18. The apparatus according to claim 12, wherein the processor is configured to perform instruction stored in the memory to:
store the first geometric feature of the object in the prior knowledge base;
receive a second 3D digital asset self-growth request sent by the user, wherein the second 3D digital asset self-growth request carries indication information of a second growth start point object, indication information of a second growth end point object, and a target step, and the second growth start point object and the second growth end point object are different objects in a fourth object category;
obtain, from the prior knowledge base, a geometric feature of the second growth start point object, a geometric feature of the second growth end point object, and prior knowledge corresponding to the fourth object category;
generate at least one intermediate geometric feature based on the target step by using the geometric feature of the second growth start point object as a start point and the geometric feature of the second growth end point object as an end point; and
for each of the at least one intermediate geometric feature, generate a third geometric generation network based on the intermediate geometric feature and the prior knowledge corresponding to the fourth object category, and generate a third mesh model based on the third geometric generation network.
19. The apparatus according to claim 12, wherein the processor is configured to perform instruction stored in the memory to:
receive a third 3D digital asset self-growth request sent by the user, wherein the third 3D digital asset self-growth request carries indication information of a second scenario and indication information of a plurality of objects in the second scenario;
obtain, from a digital asset library, mesh models of the plurality of objects in the second scenario;
obtain, from the prior knowledge base, that a position relationship between every two objects in the second scenario is reference confidence of each of a plurality of preset position relationships;
determine the position relationship between every two objects in the second scenario on a basis that the position relationship between every two objects in the second scenario is the reference confidence of each of the plurality of preset position relationships; and
place the mesh models of the plurality of objects in the second scenario based on the position relationship between every two objects in the second scenario, to obtain a mesh model of the second scenario.
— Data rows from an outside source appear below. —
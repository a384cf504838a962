//! HTTP-CONNECT client acceptor (§4.6).
//!
//! Reads just the request line and headers off the raw TCP connection
//! (see [`super::read_request_head`]) and hands the still-unanswered
//! connection straight to the pool: the `Tunnel` itself writes the
//! "200 Connection Established" response (§4.3), so this acceptor must not
//! write anything to the socket first.

use std::net::SocketAddr;
use std::sync::Arc;

use tokio::net::TcpStream;
use tracing::debug;

use super::{read_request_head, split_host_port, RequestHead};
use crate::pool::TunnelPool;
use crate::tunnel::DestAddr;

/// Default port when a `CONNECT` target omits one, per spec.md §4.6.
const DEFAULT_PORT: u16 = 80;

/// Handle one already-accepted TCP connection known (or suspected) to start
/// with a CONNECT request line. Reads the request head itself; used when
/// this acceptor runs standalone rather than behind the shared listener.
pub async fn serve(mut stream: TcpStream, peer: SocketAddr, pool: Arc<TunnelPool>) {
    let head = match read_request_head(&mut stream).await {
        Ok(h) => h,
        Err(e) => {
            debug!(%peer, error = %e, "CONNECT: failed to read request head");
            return;
        }
    };
    serve_preparsed(stream, peer, head, pool).await;
}

/// Same as [`serve`] but for a head already read by the shared `http`
/// listener in [`super::plain_http::run`], which must peek the method
/// before deciding where to route the connection.
pub async fn serve_preparsed(
    stream: TcpStream,
    peer: SocketAddr,
    head: RequestHead,
    pool: Arc<TunnelPool>,
) {
    let (host, port) = split_host_port(&head.target);
    let dest = DestAddr {
        addr: host,
        port: port.unwrap_or(DEFAULT_PORT),
    };

    debug!(%peer, target = %head.target, "CONNECT accepted");
    pool.on_accept_https_connect(Box::new(stream), dest).await;
}
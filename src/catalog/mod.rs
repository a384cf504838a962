//! `NodeCatalog` — the management-API client, out of scope per spec §1
//! beyond the shape it presents to the core. Grounded on the teacher's
//! `registration/client.rs` (`AetherClient`) for the retry-with-backoff HTTP
//! client pattern, and on `original_source`'s `web/handler.go` /
//! `selector/autoselector.go` for what a `Project`/`Node` needs to carry.

pub mod client;

use async_trait::async_trait;

#[derive(Debug, Clone, PartialEq, Eq)]
pub struct Region {
    pub id: String,
    pub name: String,
}

#[derive(Debug, Clone, PartialEq, Eq)]
pub struct Node {
    pub id: String,
    pub url: String,
    pub area_id: String,
    pub status: String,
}

#[derive(Debug, Clone, PartialEq, Eq)]
pub struct Project {
    pub id: String,
    pub nodes: Vec<Node>,
}

#[derive(Debug, thiserror::Error)]
pub enum CatalogError {
    #[error("catalog request failed: {0}")]
    Request(String),
    #[error("authentication failed")]
    Unauthorized,
    #[error("node {0} not found in any project")]
    NodeNotFound(String),
}

#[async_trait]
pub trait NodeCatalog: Send + Sync {
    async fn list_projects(&self) -> Result<Vec<Project>, CatalogError>;
    async fn list_regions(&self) -> Result<Vec<Region>, CatalogError>;

    /// Convenience lookup used by the admin surface's `POST /change` and by
    /// `WebSelector`'s URL construction. Default impl scans `list_projects`.
    async fn find_node(&self, node_id: &str) -> Result<(Project, Node), CatalogError> {
        for project in self.list_projects().await? {
            if let Some(node) = project.nodes.iter().find(|n| n.id == node_id) {
                let node = node.clone();
                return Ok((project, node));
            }
        }
        Err(CatalogError::NodeNotFound(node_id.to_string()))
    }
}

/// Builds the `{node.url}/project/{node.id}/{project.id}/tun` tunnel
/// endpoint, per `original_source/selector/webselector.go`.
pub fn tunnel_url_for(project: &Project, node: &Node) -> String {
    let base = node.url.trim_end_matches('/');
    format!("{}/project/{}/{}/tun", base, node.id, project.id)
}
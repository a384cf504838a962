//! Binary frame protocol for WebSocket tunnel multiplexing.
//!
//! All integers are little-endian. Two framing shapes share the wire:
//!
//! - Control frames, `Ping`/`Pong`: `[cmd:1][unix_seconds:8]` (9 bytes total).
//! - Request frames: a 5-byte header `[cmd:1][idx:2][tag:2]` followed by a
//!   command-specific payload. A cmd is a request frame iff `0x03 <= cmd <
//!   0x0A`.

use bytes::{Buf, BufMut, Bytes, BytesMut};

/// Request-frame header size: `cmd` + `idx` + `tag`.
pub const HEADER_SIZE: usize = 5;
/// Ping/Pong control frame size: `cmd` + 8-byte timestamp.
pub const PING_PONG_SIZE: usize = 9;

/// Wire command codes. Grounded in the Go original's `CMD` enum
/// (`original_source/proxy/tunnel.go`), but renumbered to the hex scheme this
/// protocol actually specifies.
#[derive(Debug, Clone, Copy, PartialEq, Eq)]
#[repr(u8)]
pub enum Cmd {
    Ping = 0x01,
    Pong = 0x02,
    ReqData = 0x03,
    ReqCreated = 0x04,
    ReqClientClosed = 0x05,
    ReqClientFinished = 0x06,
    ReqServerFinished = 0x07,
    ReqServerClosed = 0x08,
    ReqRefreshQuota = 0x09,
}

impl Cmd {
    pub fn from_u8(v: u8) -> Option<Self> {
        match v {
            0x01 => Some(Self::Ping),
            0x02 => Some(Self::Pong),
            0x03 => Some(Self::ReqData),
            0x04 => Some(Self::ReqCreated),
            0x05 => Some(Self::ReqClientClosed),
            0x06 => Some(Self::ReqClientFinished),
            0x07 => Some(Self::ReqServerFinished),
            0x08 => Some(Self::ReqServerClosed),
            0x09 => Some(Self::ReqRefreshQuota),
            _ => None,
        }
    }

    /// True for the commands that carry an `(idx, tag)` header rather than a
    /// bare timestamp.
    pub fn is_request_frame(self) -> bool {
        matches!(
            self,
            Cmd::ReqData
                | Cmd::ReqCreated
                | Cmd::ReqClientClosed
                | Cmd::ReqClientFinished
                | Cmd::ReqServerFinished
                | Cmd::ReqServerClosed
                | Cmd::ReqRefreshQuota
        )
    }
}

/// Destination address type carried in `ReqCreated`. Only domain names are
/// distinguished on the wire; IP literals travel as their dotted-decimal
/// string under the same `addr_type`.
pub const ADDR_TYPE_NAME: u8 = 1;

/// A decoded tunnel frame.
#[derive(Debug, Clone)]
pub enum Frame {
    Ping { unix_seconds: u64 },
    Pong { echoed: u64 },
    Request {
        cmd: Cmd,
        idx: u16,
        tag: u16,
        payload: Bytes,
    },
}

impl Frame {
    pub fn ping(unix_seconds: u64) -> Self {
        Frame::Ping { unix_seconds }
    }

    pub fn pong(echoed: u64) -> Self {
        Frame::Pong { echoed }
    }

    pub fn req_data(idx: u16, tag: u16, payload: impl Into<Bytes>) -> Self {
        Frame::Request {
            cmd: Cmd::ReqData,
            idx,
            tag,
            payload: payload.into(),
        }
    }

    /// Build a `ReqCreated` frame for `addr`/`port`. `addr` may be an FQDN or
    /// an IPv4/IPv6 literal in string form; both use `addr_type = 1`.
    pub fn req_created(idx: u16, tag: u16, addr: &str, port: u16) -> Self {
        let addr_bytes = addr.as_bytes();
        let mut payload = BytesMut::with_capacity(1 + 1 + addr_bytes.len() + 2);
        payload.put_u8(ADDR_TYPE_NAME);
        payload.put_u8(addr_bytes.len() as u8);
        payload.put_slice(addr_bytes);
        payload.put_u16_le(port);
        Frame::Request {
            cmd: Cmd::ReqCreated,
            idx,
            tag,
            payload: payload.freeze(),
        }
    }

    fn empty_request(cmd: Cmd, idx: u16, tag: u16) -> Self {
        Frame::Request {
            cmd,
            idx,
            tag,
            payload: Bytes::new(),
        }
    }

    pub fn req_client_closed(idx: u16, tag: u16) -> Self {
        Self::empty_request(Cmd::ReqClientClosed, idx, tag)
    }

    pub fn req_client_finished(idx: u16, tag: u16) -> Self {
        Self::empty_request(Cmd::ReqClientFinished, idx, tag)
    }

    pub fn req_server_finished(idx: u16, tag: u16) -> Self {
        Self::empty_request(Cmd::ReqServerFinished, idx, tag)
    }

    pub fn req_server_closed(idx: u16, tag: u16) -> Self {
        Self::empty_request(Cmd::ReqServerClosed, idx, tag)
    }

    /// Encode into bytes ready for a WebSocket binary message.
    pub fn encode(&self) -> Bytes {
        match self {
            Frame::Ping { unix_seconds } => {
                let mut buf = BytesMut::with_capacity(PING_PONG_SIZE);
                buf.put_u8(Cmd::Ping as u8);
                buf.put_u64_le(*unix_seconds);
                buf.freeze()
            }
            Frame::Pong { echoed } => {
                let mut buf = BytesMut::with_capacity(PING_PONG_SIZE);
                buf.put_u8(Cmd::Pong as u8);
                buf.put_u64_le(*echoed);
                buf.freeze()
            }
            Frame::Request {
                cmd,
                idx,
                tag,
                payload,
            } => {
                let mut buf = BytesMut::with_capacity(HEADER_SIZE + payload.len());
                buf.put_u8(*cmd as u8);
                buf.put_u16_le(*idx);
                buf.put_u16_le(*tag);
                buf.put_slice(payload);
                buf.freeze()
            }
        }
    }

    /// Decode a frame from a WebSocket binary message.
    pub fn decode(mut data: Bytes) -> Result<Self, ProtocolError> {
        if data.is_empty() {
            return Err(ProtocolError::TooShort {
                expected: 1,
                actual: 0,
            });
        }
        let cmd_raw = data[0];
        let cmd = Cmd::from_u8(cmd_raw).ok_or(ProtocolError::UnknownCmd(cmd_raw))?;

        match cmd {
            Cmd::Ping | Cmd::Pong => {
                if data.len() != PING_PONG_SIZE {
                    return Err(ProtocolError::TooShort {
                        expected: PING_PONG_SIZE,
                        actual: data.len(),
                    });
                }
                data.advance(1);
                let value = data.get_u64_le();
                Ok(if cmd == Cmd::Ping {
                    Frame::Ping { unix_seconds: value }
                } else {
                    Frame::Pong { echoed: value }
                })
            }
            _ => {
                if data.len() < HEADER_SIZE {
                    return Err(ProtocolError::TooShort {
                        expected: HEADER_SIZE,
                        actual: data.len(),
                    });
                }
                data.advance(1);
                let idx = data.get_u16_le();
                let tag = data.get_u16_le();
                Ok(Frame::Request {
                    cmd,
                    idx,
                    tag,
                    payload: data,
                })
            }
        }
    }
}

/// Parsed payload of a `ReqCreated` frame.
#[derive(Debug, PartialEq, Eq)]
pub struct ReqCreatedBody {
    pub addr: String,
    pub port: u16,
}

impl ReqCreatedBody {
    pub fn parse(mut payload: Bytes) -> Result<Self, ProtocolError> {
        if payload.len() < 2 {
            return Err(ProtocolError::TooShort {
                expected: 2,
                actual: payload.len(),
            });
        }
        let _addr_type = payload.get_u8();
        let addr_len = payload.get_u8() as usize;
        if payload.len() < addr_len + 2 {
            return Err(ProtocolError::TooShort {
                expected: addr_len + 2,
                actual: payload.len(),
            });
        }
        let addr_bytes = payload.split_to(addr_len);
        let addr = String::from_utf8(addr_bytes.to_vec())
            .map_err(|_| ProtocolError::InvalidAddr)?;
        let port = payload.get_u16_le();
        Ok(Self { addr, port })
    }
}

#[derive(Debug, thiserror::Error)]
pub enum ProtocolError {
    #[error("frame too short: expected at least {expected} bytes, got {actual}")]
    TooShort { expected: usize, actual: usize },
    #[error("unknown command: 0x{0:02x}")]
    UnknownCmd(u8),
    #[error("ReqCreated address is not valid utf-8")]
    InvalidAddr,
}

#[cfg(test)]
mod tests {
    use super::*;

    #[test]
    fn ping_pong_roundtrip() {
        let ping = Frame::ping(1_700_000_000);
        let encoded = ping.encode();
        assert_eq!(encoded.len(), PING_PONG_SIZE);
        match Frame::decode(encoded).unwrap() {
            Frame::Ping { unix_seconds } => assert_eq!(unix_seconds, 1_700_000_000),
            other => panic!("expected Ping, got {other:?}"),
        }

        let pong = Frame::pong(1_700_000_000);
        match Frame::decode(pong.encode()).unwrap() {
            Frame::Pong { echoed } => assert_eq!(echoed, 1_700_000_000),
            other => panic!("expected Pong, got {other:?}"),
        }
    }

    #[test]
    fn req_data_roundtrip() {
        let frame = Frame::req_data(7, 3, Bytes::from_static(b"hello"));
        let encoded = frame.encode();
        match Frame::decode(encoded).unwrap() {
            Frame::Request {
                cmd,
                idx,
                tag,
                payload,
            } => {
                assert_eq!(cmd, Cmd::ReqData);
                assert_eq!(idx, 7);
                assert_eq!(tag, 3);
                assert_eq!(&payload[..], b"hello");
            }
            other => panic!("expected Request, got {other:?}"),
        }
    }

    #[test]
    fn req_created_encodes_per_spec_example() {
        // SOCKS5 echo scenario from the testable-properties scenarios:
        // ReqCreated(idx=0, tag=1, addr_type=1, len=11, "example.com", port=80)
        let frame = Frame::req_created(0, 1, "example.com", 80);
        let encoded = frame.encode();
        assert_eq!(encoded[0], Cmd::ReqCreated as u8);
        assert_eq!(&encoded[1..3], &0u16.to_le_bytes());
        assert_eq!(&encoded[3..5], &1u16.to_le_bytes());
        assert_eq!(encoded[5], ADDR_TYPE_NAME);
        assert_eq!(encoded[6], 11);
        assert_eq!(&encoded[7..18], b"example.com");
        assert_eq!(&encoded[18..20], &80u16.to_le_bytes());

        let Frame::Request { payload, .. } = Frame::decode(encoded).unwrap() else {
            panic!("expected Request");
        };
        let body = ReqCreatedBody::parse(payload).unwrap();
        assert_eq!(body.addr, "example.com");
        assert_eq!(body.port, 80);
    }

    #[test]
    fn empty_request_frames_roundtrip() {
        for frame in [
            Frame::req_client_closed(1, 2),
            Frame::req_client_finished(1, 2),
            Frame::req_server_finished(1, 2),
            Frame::req_server_closed(1, 2),
        ] {
            let encoded = frame.encode();
            assert_eq!(encoded.len(), HEADER_SIZE);
            let decoded = Frame::decode(encoded).unwrap();
            let Frame::Request { payload, .. } = decoded else {
                panic!("expected Request");
            };
            assert!(payload.is_empty());
        }
    }

    #[test]
    fn cmd_range_defines_request_frames() {
        assert!(!Cmd::Ping.is_request_frame());
        assert!(!Cmd::Pong.is_request_frame());
        for raw in 0x03u8..0x0A {
            assert!(Cmd::from_u8(raw).unwrap().is_request_frame());
        }
    }

    #[test]
    fn decode_rejects_short_and_unknown() {
        assert!(matches!(
            Frame::decode(Bytes::new()),
            Err(ProtocolError::TooShort { .. })
        ));
        assert!(matches!(
            Frame::decode(Bytes::from_static(&[0xff])),
            Err(ProtocolError::UnknownCmd(0xff))
        ));
        assert!(matches!(
            Frame::decode(Bytes::from_static(&[Cmd::ReqData as u8, 0, 0])),
            Err(ProtocolError::TooShort { .. })
        ));
    }

    #[test]
    fn req_refresh_quota_is_reserved_and_parseable() {
        let frame = Frame::empty_request(Cmd::ReqRefreshQuota, 0, 0);
        let decoded = Frame::decode(frame.encode()).unwrap();
        assert!(matches!(
            decoded,
            Frame::Request {
                cmd: Cmd::ReqRefreshQuota,
                ..
            }
        ));
    }
}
20. A computer-readable storage medium, comprising computer program instructions, wherein when the computer program instructions are executed by a computing device cluster, the computing device cluster is enabled to:
obtain visual data that is of an object and that is uploaded by a user, wherein the visual data comprises at least one of an image, a point cloud, and a voxel model;
perform geometric feature extraction on the visual data of the object, to obtain a first geometric feature of the object; and
obtain, from a prior knowledge base, prior knowledge corresponding to an object category to which the object belongs, wherein the prior knowledge is used to guide establishment of a geometric generation network;
establish a first geometric generation network based on the first geometric feature and the prior knowledge corresponding to the object category to which the object belongs; and
generate a first mesh model of the object based on the first geometric generation network.